Il Made in Italy è il cuore pulsante dell’identità italiana, un simbolo universale delle nostre eccellenze che incarnano la storia, la tradizione, la cultura e la creatività del nostro Paese.
Così Dario Nanni, consigliere comunale e Presidente della Commissione Giubileo oggi in occasione della Giornata Nazionale del Made in Italy che viene celebrata nel giorno dell’anniversario della nascita di Leonardo da Vinci.
Rappresenta un marchio di eccellenza di settori iconici come moda, design, artigianato, enogastronomia e produzione artistica che tutto il mondo ci riconosce per la loro straordinaria qualità, unicità e attenzione ai dettagli. Ma è anche uno strumento straordinario per promuovere e valorizzare il nostro territorio creando allo stesso tempo nuove opportunità economiche.
I grandi eventi internazionali, come quello del Giubileo, sono delle vetrine eccezionali che permettono di diffondere il Made in Italy a livello internazionale e allo stesso tempo agiscono come un potente volano turistico per promuovere l’immagine della città e del Paese nel mondo.
Proprio per queste ragioni è fondamentale che durante il Giubileo sia mantenuta alta l’attenzione su temi come la sicurezza e la qualità alimentare e dei prodotti italiani e che si adottino misure per tutelare i cittadini e le imprese da speculazioni e da rincari ingiustificati, oltre alla necessità di controlli serrati su tutte le attività commerciali che non rispettano i requisiti di legge.
Attività che si stanno portando avanti già dallo scorso anno e che hanno visto il potenziamento dei controlli da parte delle forze dell’ordine su attività commerciali, strutture ricettive irregolari ed attività di ristorazione.
Dall’inizio del Giubileo, grazie all’intensa attività della Guardia di Finanza, sono stati sequestrati oltre 16 milioni di souvenir illegali come articoli religiosi, bracciali e medagliette, recanti il logo ufficiale del Giubileo, così come solo da Gennaio ad Ottobre dello scorso anno sono state chiusi 57 attività, tra trattorie, osterie e ristoranti in hotel di lusso, per il mancato rispetto delle norme igienico sanitarie, con multe complessive di oltre 750.000 euro.

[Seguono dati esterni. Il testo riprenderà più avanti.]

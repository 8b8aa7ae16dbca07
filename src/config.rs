use std::path::PathBuf;

use anyhow::{Context, Result};

use crate::core::{CoreError, JsonFileStore};

pub const DATA_DIR_ENV: &str = "AITRAIT_DATA_DIR";

#[derive(Debug, Clone)]
pub struct Config {
    pub data_dir: PathBuf,
}

impl Config {
    pub fn new(data_dir: Option<PathBuf>) -> Result<Self> {
        let from_env = || std::env::var_os(DATA_DIR_ENV).map(PathBuf::from);
        let data_dir = match data_dir.or_else(from_env) {
            Some(dir) => dir,
            None => dirs::config_dir()
                .ok_or_else(|| CoreError::Config("Could not find config directory".to_string()))?
                .join("aitrait"),
        };

        if data_dir.exists() && !data_dir.is_dir() {
            return Err(CoreError::Config(format!(
                "Data directory {} is not a directory",
                data_dir.display()
            ))
            .into());
        }

        std::fs::create_dir_all(&data_dir)
            .with_context(|| format!("Failed to create data directory {}", data_dir.display()))?;

        Ok(Config { data_dir })
    }

    pub fn store_file(&self) -> PathBuf {
        self.data_dir.join("store.json")
    }

    pub fn open_store(&self) -> Result<JsonFileStore> {
        let path = self.store_file();
        JsonFileStore::open(&path)
            .with_context(|| format!("Failed to open store {}", path.display()))
    }
}
use std::path::PathBuf;

use anyhow::{bail, Context, Result};

use crate::config::Config;
use crate::core::catalog::{self, TraitEdit, TraitKind};
use crate::core::compiler;
use crate::core::relationship::{peer_key, AffinityModifiers};
use crate::core::{
    on_message_sent, AppContext, InjectionRegistry, PanelPosition, RelationshipBook,
    RelationshipKind, RelationshipRecord, Settings, StoreKey, ValueStore,
};

pub use commands::{
    Args, Commands, NoteCommands, RelationshipCommands, SettingsCommands, TraitCommands,
};

mod commands;

pub fn handle_compile(character: Option<String>, data_dir: Option<PathBuf>) -> Result<()> {
    let config = Config::new(data_dir)?;
    let store = config.open_store()?;
    let ctx = AppContext::load(&store, character);

    let prompt = compiler::compile(&store, &ctx);
    if prompt.is_empty() {
        eprintln!("(empty prompt)");
    } else {
        println!("{}", prompt);
    }
    Ok(())
}

pub fn handle_send(character: Option<String>, data_dir: Option<PathBuf>) -> Result<()> {
    let config = Config::new(data_dir)?;
    let store = config.open_store()?;
    let ctx = AppContext::load(&store, character);
    let mut registry = InjectionRegistry::new();

    let Some(injection) = on_message_sent(&store, &ctx, &mut registry) else {
        println!("⏸️  Injection disabled; nothing sent");
        return Ok(());
    };

    if ctx.settings.show_prompt_in_chat {
        println!("{}", serde_json::to_string_pretty(&injection)?);
    } else {
        println!(
            "📤 Injected {} ({} chars, depth {})",
            injection.id,
            injection.text.chars().count(),
            injection.depth
        );
    }
    Ok(())
}

pub fn handle_traits(command: TraitCommands, data_dir: Option<PathBuf>) -> Result<()> {
    let config = Config::new(data_dir)?;
    let mut store = config.open_store()?;

    match command {
        TraitCommands::List => {
            let groups = catalog::load_trait_groups(&store);
            for group in &groups {
                let state = if group.enabled { "on" } else { "off" };
                println!(
                    "{} {} [{}] ({})",
                    group.icon.as_deref().unwrap_or("•"),
                    group.label,
                    group.id,
                    state
                );
                for t in &group.traits {
                    let value = compiler::resolve_trait_value(&store, t);
                    println!(
                        "  {:<24} {:>4}  ({}..{}, {})",
                        t.id,
                        value,
                        t.min,
                        t.max,
                        t.kind.name()
                    );
                    match &t.kind {
                        TraitKind::AuthorStyle(a) => {
                            println!("      author: {:?}, style: {:?}", a.author, a.style)
                        }
                        TraitKind::Banlist(b) => println!(
                            "      banlist: {}, strength: {}",
                            b.words.join(", "),
                            b.strength.map(|s| s.to_string()).unwrap_or_else(|| "-".into())
                        ),
                        TraitKind::Intensity => {}
                    }
                }
            }
        }
        TraitCommands::Set { id, value } => {
            catalog::set_trait_value(&mut store, &id, value)?;
            let groups = catalog::load_trait_groups(&store);
            if let Some(t) = catalog::find_trait(&groups, &id) {
                let effective = compiler::resolve_trait_value(&store, t);
                if effective != value {
                    println!(
                        "⚠️  {} is outside {}..{}; {} will be used",
                        value, t.min, t.max, effective
                    );
                }
            }
            println!("✅ {} = {}", id, value);
        }
        TraitCommands::Edit {
            id,
            template,
            author,
            style,
            banlist,
            strength,
        } => {
            let edit = TraitEdit {
                template,
                author,
                style,
                banlist,
                strength,
            };
            let updated = catalog::update_trait(&mut store, &id, &edit)?;
            println!("✏️  Updated {}", updated.id);
            println!("   template: {}", updated.prompt_template);
        }
        TraitCommands::ResetPrompt { id } => {
            let updated = catalog::reset_trait_prompt(&mut store, &id)?;
            println!("↩️  {} template restored", updated.id);
        }
        TraitCommands::EnableGroup { id } => {
            catalog::set_group_enabled(&mut store, &id, true)?;
            println!("✅ Group {} enabled", id);
        }
        TraitCommands::DisableGroup { id } => {
            catalog::set_group_enabled(&mut store, &id, false)?;
            println!("⏸️  Group {} disabled", id);
        }
        TraitCommands::Reset => {
            let groups = catalog::reset_trait_groups_to_defaults(&mut store)?;
            println!("↩️  Catalog reset ({} groups)", groups.len());
        }
    }
    Ok(())
}

pub fn handle_notes(command: NoteCommands, data_dir: Option<PathBuf>) -> Result<()> {
    let config = Config::new(data_dir)?;
    let mut store = config.open_store()?;

    match command {
        NoteCommands::Show => {
            let notes: String = store.load(&StoreKey::Notes).unwrap_or_default();
            if notes.trim().is_empty() {
                println!("No notes.");
            } else {
                println!("{}", notes);
            }
        }
        NoteCommands::Set { text } => {
            store.set(&StoreKey::Notes, &text)?;
            println!("📝 Notes saved");
        }
        NoteCommands::Clear => {
            store.remove(&StoreKey::Notes)?;
            println!("🗑️  Notes cleared");
        }
    }
    Ok(())
}

pub fn handle_relationships(
    command: RelationshipCommands,
    data_dir: Option<PathBuf>,
) -> Result<()> {
    let config = Config::new(data_dir)?;
    let mut store = config.open_store()?;

    match command {
        RelationshipCommands::List { character } => {
            let book = RelationshipBook::load(&store, &character);
            if book.is_empty() {
                println!("No relationships found.");
                return Ok(());
            }

            println!("📊 Relationships of {} ({}):", book.character_id(), book.len());
            for (key, record) in book.iter() {
                println!(
                    "  {} [{}] - {} ({}%)",
                    record.name,
                    key,
                    record.kind_label(),
                    record.percentage
                );
                if !record.notes.trim().is_empty() {
                    println!("      notes: {}", record.notes.trim());
                }
                if !record.custom_prompt.trim().is_empty() {
                    println!("      prompt: {}", record.custom_prompt.trim());
                }
            }
        }
        RelationshipCommands::Set {
            character,
            name,
            kind,
            percentage,
            notes,
            prompt,
        } => {
            if character.trim().is_empty() {
                bail!("Character id must not be empty");
            }
            let kind = kind
                .map(|k| k.parse::<RelationshipKind>())
                .transpose()?;

            let mut book = RelationshipBook::load(&store, &character);
            let mut record = match book.get(&name) {
                Some(existing) => existing.clone(),
                None => RelationshipRecord::new(
                    name.as_str(),
                    kind.unwrap_or(RelationshipKind::Neutral),
                ),
            };
            record.name = name;
            if let Some(kind) = kind {
                record.kind = kind.id().to_string();
            }
            if let Some(percentage) = percentage {
                record.percentage = percentage;
            }
            if let Some(notes) = notes {
                record.notes = notes;
            }
            if let Some(prompt) = prompt {
                record.custom_prompt = prompt;
            }

            let key = book.upsert(record)?;
            book.save(&mut store)?;
            println!("💞 Saved {} for {}", key, character);
        }
        RelationshipCommands::Remove { character, name } => {
            let key = peer_key(&name).with_context(|| format!("Invalid peer name {:?}", name))?;
            let mut book = RelationshipBook::load(&store, &character);
            match book.remove(&name) {
                Some(_) => {
                    book.save(&mut store)?;
                    println!("🗑️  Removed {} from {}", key, character);
                }
                None => println!("No relationship {} for {}", key, character),
            }
        }
        RelationshipCommands::Kinds => {
            for kind in RelationshipKind::ALL {
                println!(
                    "  {:<18} {:<6} {:<18} {}",
                    kind.id(),
                    kind.tag(),
                    kind.label(),
                    format_modifiers(kind.modifiers())
                );
                println!("      {}", kind.prompt_fragment(50));
            }
        }
    }
    Ok(())
}

fn format_modifiers(m: AffinityModifiers) -> String {
    format!("{:+}/{:+}", m.negative, m.positive)
}

pub fn handle_settings(command: SettingsCommands, data_dir: Option<PathBuf>) -> Result<()> {
    let config = Config::new(data_dir)?;
    let mut store = config.open_store()?;
    let mut settings = Settings::load(&store);

    match command {
        SettingsCommands::Show => {
            println!("⚙️  Settings ({})", store.path().display());
            println!("  enabled: {}", settings.enabled);
            println!("  panel position: {}", settings.panel_position);
            println!("  auto-update relationships: {}", settings.auto_update_relationships);
            println!(
                "  relationship update strength: {}",
                settings.relationship_update_strength
            );
            println!("  show prompt in chat: {}", settings.show_prompt_in_chat);
        }
        SettingsCommands::Set {
            enabled,
            panel_position,
            auto_relationships,
            relationship_strength,
            show_prompt,
        } => {
            if let Some(enabled) = enabled {
                settings.enabled = enabled;
            }
            if let Some(position) = panel_position {
                settings.panel_position = position.parse::<PanelPosition>()?;
            }
            if let Some(auto) = auto_relationships {
                settings.auto_update_relationships = auto;
            }
            if let Some(strength) = relationship_strength {
                settings.set_relationship_update_strength(strength);
            }
            if let Some(show) = show_prompt {
                settings.show_prompt_in_chat = show;
            }
            settings.save(&mut store)?;
            println!("✅ Settings saved");
        }
    }
    Ok(())
}

pub fn handle_reset(data_dir: Option<PathBuf>) -> Result<()> {
    let config = Config::new(data_dir)?;
    let mut store = config.open_store()?;
    let count = store.keys().len();
    store.clear()?;
    println!("🧹 Removed {} stored values", count);
    Ok(())
}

Ricordo infine che è importante anche – conclude Nanni – che a livello istituzionale siano sostenute le attività delle piccole e medie imprese, custodi dell’eccellenza italiana e dei valori del nostro Paese e colgo l’occasione per ringraziare anche le associazioni che le rappresentano come la CNA di Roma per l’attività di condivisione e di tutela che portano avanti nei confronti di tante piccole e medie imprese del territorio.